Будем откровенны: значительной части читателей, да, пожалуй, и литературных критиков в России, трудно привыкнуть к мысли, что эмигрантская литература — интегральная часть литературы на русском языке, а порой и тот ее “отряд”, который спасает ее честь. До недавнего времени большинство писателей—экспатриантов трех послереволюционных волн вовсе оставалось неизвестным в нашей стране, и лишь в последние годы литературоведение метрополии обратило робкое внимание на “вторую русскую литературу” за рубежом. Книга Дж. Глэда (увы, и она появилась не в России) заполняет множество белых пятен. Этого мало. 735-страничный труд ставит перед собой более сложную, поистине грандиозную задачу; перед нами первая история русской литературной эмиграции за тысячу лет существования отечественной словесности.
Но сначала — несколько слов об авторе. Джон Глэд, известный американский славист, профессор нескольких университетов и бывший директор Института Кеннана по изучению России (Kennan Institute for Advanced Russian Studies), автор множества печатных работ, в том числе книг “Литература в изгнании” и “Русская поэзия ХХ века”, переводчик Николая Клюева, Варлама Шаламова, Василия Аксенова и ряда других русских писателей и поэтов, снискал популярность в кругах русского рассеяния и отчасти в самой России главным образом книгой “Беседы в изгнании” (1991; издана по-русски и по-английски) — сборником интервью, которые Глэд взял у 27 писателей — представителей всех трех волн. Снабженная вступительным очерком, биографическими справками и краткой хронологией, книга представляет собой панораму русской зарубежной литературы 70—80-х годов.
И вот сейчас — этот фолиант, над которым ученый работал 12 лет. Английское название можно было бы перевести и по-другому. Книга о “России вне России” состоит из двух больших разделов, досоветского и советского. Это деление оправдано тем, что до октябрьского переворота 1917 года бегство писателей из России, при всей проблематичности литературного творчества в несвободной стране, все же никогда не было массовым. При этом в поле зрения исследователя находятся не только литературные экспатрианты в собственном смысле слова, от князя Андрея Михайловича Курбского, царского стольника Ивана Хворостинина и дьяка Григория Котошихина до Герцена и Огарева, но и “внутренние изгнанники” (что, конечно, значительно размывает самое понятие эмиграции): среди этих изгнанников в собственной стране оказываются и протопоп Аввакум, и Радищев, и Пушкин, и писатели-декабристы, и Лермонтов, и Чаадаев, и молодой Достоевский, — святцы русской литературы пестрят ссыльными, поднадзорными, подвергнутыми остракизму. Череду отверженных пополняют писатели, чье длительное пребывание за границей в известной мере сопоставимо с эмиграцией: Гоголь, Тургенев, кн. Иван Гагарин, П. Анненков, множество других, — как и представители древнерусской паломнической литературы, ранним памятником которой является “Хождение игумена Даниила” (начало XII в.). Отдельная глава посвящена литераторам-эмигрантам — будущим деятелям советского государства, таким, как Воровский, Луначарский, Троцкий.
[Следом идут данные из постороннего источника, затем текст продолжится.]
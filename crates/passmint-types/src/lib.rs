//! # passmint-types
//!
//! Shared types, errors, and configuration for the **Passmint** issuance
//! registry.
//!
//! This crate is the leaf dependency of the workspace. It defines:
//!
//! - **Identifiers**: [`Address`], [`TokenId`]
//! - **Mint phase**: [`MintPhase`]
//! - **Events**: [`RegistryEvent`], [`EventKind`]
//! - **Configuration**: [`RegistryConfig`]
//! - **Errors**: [`PassmintError`] with `PM_ERR_` prefix codes, [`ErrorKind`]
//! - **Constants**: supply cap, unit price and other defaults

pub mod config;
pub mod constants;
pub mod error;
pub mod event;
pub mod ids;
pub mod phase;

// Re-export all primary types at crate root for ergonomic imports:
//   use passmint_types::{Address, TokenId, PassmintError, ...};

pub use config::*;
pub use error::*;
pub use event::*;
pub use ids::*;
pub use phase::*;

// Constants are accessed via `passmint_types::constants::FOO`
// (not re-exported to avoid name collisions).
//! Single-owner access guard.
//!
//! Every administrative operation calls [`AccessGuard::ensure_owner`]
//! before touching state. The owner can hand the role to another non-zero
//! address or renounce it. After renouncement the slot holds
//! [`Address::ZERO`] and no caller passes the guard again, the zero address
//! included.

use passmint_types::{Address, PassmintError, Result};
use serde::{Deserialize, Serialize};

/// Holds the administrative principal.
#[derive(Debug, Clone, PartialEq, Eq, Serialize, Deserialize)]
pub struct AccessGuard {
    owner: Address,
}

impl AccessGuard {
    /// Create a guard owned by `owner`.
    ///
    /// # Errors
    /// Returns [`PassmintError::InvalidNewOwner`] for the zero address.
    pub fn new(owner: Address) -> Result<Self> {
        if owner.is_zero() {
            return Err(PassmintError::InvalidNewOwner);
        }
        Ok(Self { owner })
    }

    /// Current owner, or `None` once renounced.
    #[must_use]
    pub fn owner(&self) -> Option<Address> {
        (!self.owner.is_zero()).then_some(self.owner)
    }

    #[must_use]
    pub fn is_renounced(&self) -> bool {
        self.owner.is_zero()
    }

    /// Fail unless `caller` is the current owner.
    pub fn ensure_owner(&self, caller: &Address) -> Result<()> {
        if self.owner.is_zero() || &self.owner != caller {
            tracing::warn!(caller = %caller, "Rejected owner-only call");
            return Err(PassmintError::Unauthorized { caller: *caller });
        }
        Ok(())
    }

    /// Hand the owner role to `new_owner`. Returns the previous owner.
    pub fn transfer_ownership(&mut self, caller: &Address, new_owner: Address) -> Result<Address> {
        self.ensure_owner(caller)?;
        if new_owner.is_zero() {
            return Err(PassmintError::InvalidNewOwner);
        }
        let previous = std::mem::replace(&mut self.owner, new_owner);
        tracing::info!(previous = %previous, new_owner = %new_owner, "Ownership transferred");
        Ok(previous)
    }

    /// Give up the owner role for good. Returns the previous owner.
    pub fn renounce_ownership(&mut self, caller: &Address) -> Result<Address> {
        self.ensure_owner(caller)?;
        let previous = std::mem::replace(&mut self.owner, Address::ZERO);
        tracing::info!(previous = %previous, "Ownership renounced");
        Ok(previous)
    }
}

#[cfg(test)]
mod tests {
    use super::*;

    fn owner() -> Address {
        Address::from_low_u64(1)
    }

    fn stranger() -> Address {
        Address::from_low_u64(2)
    }

    #[test]
    fn owner_passes_guard() {
        let guard = AccessGuard::new(owner()).unwrap();
        assert!(guard.ensure_owner(&owner()).is_ok());
        assert_eq!(guard.owner(), Some(owner()));
    }

    #[test]
    fn stranger_is_rejected() {
        let guard = AccessGuard::new(owner()).unwrap();
        let err = guard.ensure_owner(&stranger()).unwrap_err();
        assert!(matches!(err, PassmintError::Unauthorized { caller } if caller == stranger()));
    }

    #[test]
    fn zero_owner_rejected_at_creation() {
        assert!(matches!(
            AccessGuard::new(Address::ZERO),
            Err(PassmintError::InvalidNewOwner)
        ));
    }

    #[test]
    fn transfer_moves_capability() {
        let mut guard = AccessGuard::new(owner()).unwrap();
        let previous = guard.transfer_ownership(&owner(), stranger()).unwrap();
        assert_eq!(previous, owner());
        assert!(guard.ensure_owner(&stranger()).is_ok());
        assert!(guard.ensure_owner(&owner()).is_err());
    }

    #[test]
    fn transfer_by_stranger_fails_without_change() {
        let mut guard = AccessGuard::new(owner()).unwrap();
        let err = guard.transfer_ownership(&stranger(), stranger()).unwrap_err();
        assert!(matches!(err, PassmintError::Unauthorized { .. }));
        assert_eq!(guard.owner(), Some(owner()));
    }

    #[test]
    fn transfer_to_zero_fails() {
        let mut guard = AccessGuard::new(owner()).unwrap();
        let err = guard.transfer_ownership(&owner(), Address::ZERO).unwrap_err();
        assert!(matches!(err, PassmintError::InvalidNewOwner));
        assert_eq!(guard.owner(), Some(owner()));
    }

    #[test]
    fn renounce_locks_everyone_out() {
        let mut guard = AccessGuard::new(owner()).unwrap();
        guard.renounce_ownership(&owner()).unwrap();
        assert!(guard.is_renounced());
        assert_eq!(guard.owner(), None);
        assert!(guard.ensure_owner(&owner()).is_err());
        assert!(guard.ensure_owner(&Address::ZERO).is_err());
        assert!(guard.renounce_ownership(&owner()).is_err());
        assert!(guard.transfer_ownership(&owner(), stranger()).is_err());
    }
}
//! Payout port: the external fund transfer used by withdrawals.
//!
//! The registry never moves funds itself. `withdraw` hands the amount to a
//! [`PayoutSink`] supplied by the host; if the sink fails, the treasury is
//! restored.

use std::collections::BTreeMap;

use passmint_types::{Address, Result};
use rust_decimal::Decimal;

/// Destination-side transfer of withdrawn funds.
pub trait PayoutSink {
    /// Move `amount` to `to`. An `Err` aborts the withdrawal.
    fn send(&mut self, to: Address, amount: Decimal) -> Result<()>;
}

/// In-memory sink that records what each address has been paid.
#[derive(Debug, Default, Clone)]
pub struct LedgerPayout {
    credited: BTreeMap<Address, Decimal>,
    transfers: usize,
}

impl LedgerPayout {
    #[must_use]
    pub fn new() -> Self {
        Self::default()
    }

    /// Total received by `to` so far.
    #[must_use]
    pub fn credited(&self, to: &Address) -> Decimal {
        self.credited.get(to).copied().unwrap_or(Decimal::ZERO)
    }

    /// Number of successful transfers.
    #[must_use]
    pub fn transfers(&self) -> usize {
        self.transfers
    }

    /// Sum over every destination.
    #[must_use]
    pub fn total_paid(&self) -> Decimal {
        self.credited.values().copied().sum()
    }
}

impl PayoutSink for LedgerPayout {
    fn send(&mut self, to: Address, amount: Decimal) -> Result<()> {
        *self.credited.entry(to).or_insert(Decimal::ZERO) += amount;
        self.transfers += 1;
        Ok(())
    }
}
Значительно обширнее, как и следовало ожидать, второй раздел. Здесь критерий “изгнанничества” становится более четким: речь идет о писателях, покинувших отечество, и притом почти исключительно по вине режима, с которым они не могли ужиться. Первая из трех волн литературной эмиграции была, как известно, частью массового исхода, главным образом после 1920 года и преимущественно верхних социальных слоев: к позднейшей оценке Лиги Наций — 1,16 млн. беженцев (Ленин считал вероятной численность эмигрантов от полутора до двух миллионов) — следует прибавить не вернувшихся из немецкого и австрийского плена после первой мировой войны, а также русское население отложившихся территорий бывшей Российской империи. В результате страна лишилась значительной части своего духовного потенциала.
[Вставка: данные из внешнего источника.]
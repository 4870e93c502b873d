//! Treasury: custody of mint payments until the owner withdraws them.
//!
//! Conservation identity, checked by [`Treasury::verify`]:
//! ```text
//! balance == total_received - total_withdrawn
//! ```
//!
//! Withdrawal is two-phase. The balance is zeroed first, then the payout
//! sink is called; if the sink fails the balance is put back, so funds are
//! never both marked spent and unsent.

use passmint_types::{Address, PassmintError, Result};
use rust_decimal::Decimal;
use serde::{Deserialize, Serialize};

use crate::payout::PayoutSink;

/// Accumulated, unspent mint payments.
#[derive(Debug, Clone, Default, PartialEq, Eq, Serialize, Deserialize)]
pub struct Treasury {
    balance: Decimal,
    total_received: Decimal,
    total_withdrawn: Decimal,
}

impl Treasury {
    /// Create an empty treasury.
    #[must_use]
    pub fn new() -> Self {
        Self {
            balance: Decimal::ZERO,
            total_received: Decimal::ZERO,
            total_withdrawn: Decimal::ZERO,
        }
    }

    /// Credit a payment.
    ///
    /// # Errors
    /// Returns [`PassmintError::Internal`] if the running totals would
    /// overflow. The treasury is unchanged in that case.
    pub fn deposit(&mut self, amount: Decimal) -> Result<()> {
        let balance = self.balance.checked_add(amount);
        let received = self.total_received.checked_add(amount);
        let (Some(balance), Some(received)) = (balance, received) else {
            return Err(PassmintError::Internal(format!(
                "treasury overflow crediting {amount}"
            )));
        };
        self.balance = balance;
        self.total_received = received;
        Ok(())
    }

    /// Pay the whole balance to `to` through `sink`.
    ///
    /// Returns the amount paid. An empty treasury pays `0` without calling
    /// the sink.
    ///
    /// # Errors
    /// Returns [`PassmintError::PayoutFailed`] if the sink fails; the
    /// balance is restored before returning.
    pub fn withdraw_all(&mut self, sink: &mut dyn PayoutSink, to: Address) -> Result<Decimal> {
        let amount = self.balance;
        if amount.is_zero() {
            tracing::debug!(to = %to, "Treasury empty; nothing to withdraw");
            return Ok(Decimal::ZERO);
        }

        // Effects before interaction.
        self.balance = Decimal::ZERO;

        if let Err(err) = sink.send(to, amount) {
            self.balance = amount;
            tracing::error!(
                to = %to,
                amount = %amount,
                error = %err,
                "Payout failed; treasury restored"
            );
            return Err(PassmintError::PayoutFailed {
                to,
                amount,
                reason: err.to_string(),
            });
        }

        self.total_withdrawn += amount;
        tracing::info!(to = %to, amount = %amount, "Treasury withdrawn");
        Ok(amount)
    }

    #[must_use]
    pub fn balance(&self) -> Decimal {
        self.balance
    }

    #[must_use]
    pub fn total_received(&self) -> Decimal {
        self.total_received
    }

    #[must_use]
    pub fn total_withdrawn(&self) -> Decimal {
        self.total_withdrawn
    }

    /// Verify the conservation identity.
    ///
    /// # Errors
    /// Returns [`PassmintError::InvariantViolation`] if it does not hold or
    /// any of the three amounts is negative.
    pub fn verify(&self) -> Result<()> {
        for (field, value) in [
            ("balance", self.balance),
            ("total_received", self.total_received),
            ("total_withdrawn", self.total_withdrawn),
        ] {
            if value < Decimal::ZERO {
                return Err(PassmintError::InvariantViolation {
                    reason: format!("treasury {field} {value} is negative"),
                });
            }
        }
        let Some(expected) = self.total_received.checked_sub(self.total_withdrawn) else {
            return Err(PassmintError::InvariantViolation {
                reason: format!(
                    "treasury totals overflow (received={}, withdrawn={})",
                    self.total_received, self.total_withdrawn
                ),
            });
        };
        if self.balance != expected {
            return Err(PassmintError::InvariantViolation {
                reason: format!(
                    "treasury balance {} != expected {expected} \
                     (received={}, withdrawn={})",
                    self.balance, self.total_received, self.total_withdrawn,
                ),
            });
        }
        Ok(())
    }
}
История свободной литературы рассмотрена Глэдом на широком общественно-политическом фоне (это отличает “Зарубежную Россию”, например, от известной книги Г. П. Струве “Русская литература в изгнании”, посвященной первой волне). Автор указывает на обстоятельство, подготовившее интеллигенцию, и прежде всего писателей, к конфронтации с новым государством: традиционная для русской литературы политизация и гражданственность, дух свободы, которым была пронизана эта литература, отчасти взявшая на себя функции политической истории и публицистики. Немало страниц посвящено и собственно политической эмиграции первых послереволюционных лет. Читатель найдет в книге очерки политических течений в этой среде (леворадикальные и либеральные программы бывших партий России, монархизм, сменовеховство, евразийство, младороссы, солидаристы, русский фашизм).
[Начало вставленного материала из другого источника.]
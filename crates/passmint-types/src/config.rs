//! Construction-time configuration of a registry.
//!
//! Everything here is fixed for the life of the registry.

use rust_decimal::Decimal;
use serde::{Deserialize, Serialize};

use crate::{Address, PassmintError, Result, constants};

/// Parameters a registry is created with.
#[derive(Debug, Clone, PartialEq, Eq, Serialize, Deserialize)]
pub struct RegistryConfig {
    /// Human-readable collection label.
    pub name: String,
    /// Prefix of every metadata pointer (`base_uri + id + ".json"`).
    pub base_uri: String,
    /// Price of one pass.
    #[serde(default = "default_unit_price")]
    pub unit_price: Decimal,
    /// Supply cap.
    #[serde(default = "default_max_supply")]
    pub max_supply: u64,
    /// Withdrawal destination. `None` sends withdrawals to the current owner.
    #[serde(default)]
    pub payee: Option<Address>,
}

fn default_unit_price() -> Decimal {
    constants::DEFAULT_UNIT_PRICE
}

fn default_max_supply() -> u64 {
    constants::DEFAULT_MAX_SUPPLY
}

impl RegistryConfig {
    /// Config with the default price and supply cap.
    #[must_use]
    pub fn new(name: impl Into<String>, base_uri: impl Into<String>) -> Self {
        Self {
            name: name.into(),
            base_uri: base_uri.into(),
            unit_price: constants::DEFAULT_UNIT_PRICE,
            max_supply: constants::DEFAULT_MAX_SUPPLY,
            payee: None,
        }
    }

    #[must_use]
    pub fn with_payee(mut self, payee: Address) -> Self {
        self.payee = Some(payee);
        self
    }

    #[must_use]
    pub fn with_unit_price(mut self, unit_price: Decimal) -> Self {
        self.unit_price = unit_price;
        self
    }

    #[must_use]
    pub fn with_max_supply(mut self, max_supply: u64) -> Self {
        self.max_supply = max_supply;
        self
    }

    /// Parse and validate a JSON config document.
    pub fn from_json_str(json: &str) -> Result<Self> {
        let cfg: Self = serde_json::from_str(json)?;
        cfg.validate()?;
        Ok(cfg)
    }

    /// Reject configurations a registry cannot run with.
    pub fn validate(&self) -> Result<()> {
        if self.base_uri.trim().is_empty() {
            return Err(PassmintError::Configuration("base_uri is empty".into()));
        }
        if self.base_uri.len() > constants::MAX_BASE_URI_LEN {
            return Err(PassmintError::Configuration(format!(
                "base_uri is {} bytes, limit is {}",
                self.base_uri.len(),
                constants::MAX_BASE_URI_LEN
            )));
        }
        if self.unit_price.is_sign_negative() {
            return Err(PassmintError::Configuration(format!(
                "unit_price {} is negative",
                self.unit_price
            )));
        }
        if self.max_supply == 0 {
            return Err(PassmintError::Configuration(
                "max_supply must be > 0".into(),
            ));
        }
        if self.payee.is_some_and(|p| p.is_zero()) {
            return Err(PassmintError::Configuration(
                "payee must be a non-zero address".into(),
            ));
        }
        Ok(())
    }
}

impl Default for RegistryConfig {
    fn default() -> Self {
        Self::new(constants::DEFAULT_COLLECTION_NAME, "ipfs://passmint/")
    }
}

#[cfg(test)]
mod tests {
    use super::*;

    #[test]
    fn defaults_match_constants() {
        let cfg = RegistryConfig::new("Club Pass", "ipfs://Qm/");
        assert_eq!(cfg.unit_price, Decimal::new(1, 1));
        assert_eq!(cfg.max_supply, 1000);
        assert!(cfg.payee.is_none());
        assert!(cfg.validate().is_ok());
    }

    #[test]
    fn builder_overrides() {
        let payee = Address::from_low_u64(9);
        let cfg = RegistryConfig::new("Club Pass", "ipfs://Qm/")
            .with_payee(payee)
            .with_unit_price(Decimal::new(25, 2))
            .with_max_supply(3);
        assert_eq!(cfg.payee, Some(payee));
        assert_eq!(cfg.unit_price, Decimal::new(25, 2));
        assert_eq!(cfg.max_supply, 3);
    }

    #[test]
    fn rejects_empty_base_uri() {
        let err = RegistryConfig::new("x", "  ").validate().unwrap_err();
        assert!(matches!(err, PassmintError::Configuration(_)));
    }

    #[test]
    fn rejects_negative_price() {
        let err = RegistryConfig::default()
            .with_unit_price(Decimal::new(-1, 1))
            .validate()
            .unwrap_err();
        assert!(err.to_string().contains("negative"));
    }

    #[test]
    fn rejects_zero_supply_and_zero_payee() {
        assert!(RegistryConfig::default().with_max_supply(0).validate().is_err());
        assert!(
            RegistryConfig::default()
                .with_payee(Address::ZERO)
                .validate()
                .is_err()
        );
    }

    #[test]
    fn free_mint_is_allowed() {
        let cfg = RegistryConfig::default().with_unit_price(Decimal::ZERO);
        assert!(cfg.validate().is_ok());
    }

    #[test]
    fn from_json_fills_defaults() {
        let cfg = RegistryConfig::from_json_str(
            r#"{"name":"Club Pass","base_uri":"ipfs://QmSy/"}"#,
        )
        .unwrap();
        assert_eq!(cfg.max_supply, 1000);
        assert_eq!(cfg.unit_price, Decimal::new(1, 1));
    }

    #[test]
    fn from_json_validates() {
        let err = RegistryConfig::from_json_str(
            r#"{"name":"Club Pass","base_uri":"ipfs://QmSy/","max_supply":0}"#,
        )
        .unwrap_err();
        assert!(matches!(err, PassmintError::Configuration(_)));

        let err = RegistryConfig::from_json_str("{").unwrap_err();
        assert!(matches!(err, PassmintError::Serialization(_)));
    }

    #[test]
    fn serde_roundtrip() {
        let cfg = RegistryConfig::default().with_payee(Address::from_low_u64(3));
        let json = serde_json::to_string(&cfg).unwrap();
        let back: RegistryConfig = serde_json::from_str(&json).unwrap();
        assert_eq!(cfg, back);
    }
}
Каковы были дороги исхода, где остановилась эта лавина? “Ирония судьбы, — пишет Дж. Глэд, — состояла в том, что русская армия, веками противостоявшая Оттоманской империи, теперь сама искала спасения на черноморских берегах”. Новое турецкое правительство Кемаля Ататюрка, хотя и симпатизировало советской власти, согласилось пропустить русские суда через Проливы. Части Белой армии (составившей примерно четверть всей эмиграции) вместе с массами гражданского населения покидали страну через Новороссийск, Севастополь, Одессу, Керчь, портовые города Южного Крыма; последний караван из 126 (по другим сведениям, 166) переполненных беженцами кораблей ушел, имея на борту 100 тыс. штатских, в том числе 37 тысяч женщин и детей.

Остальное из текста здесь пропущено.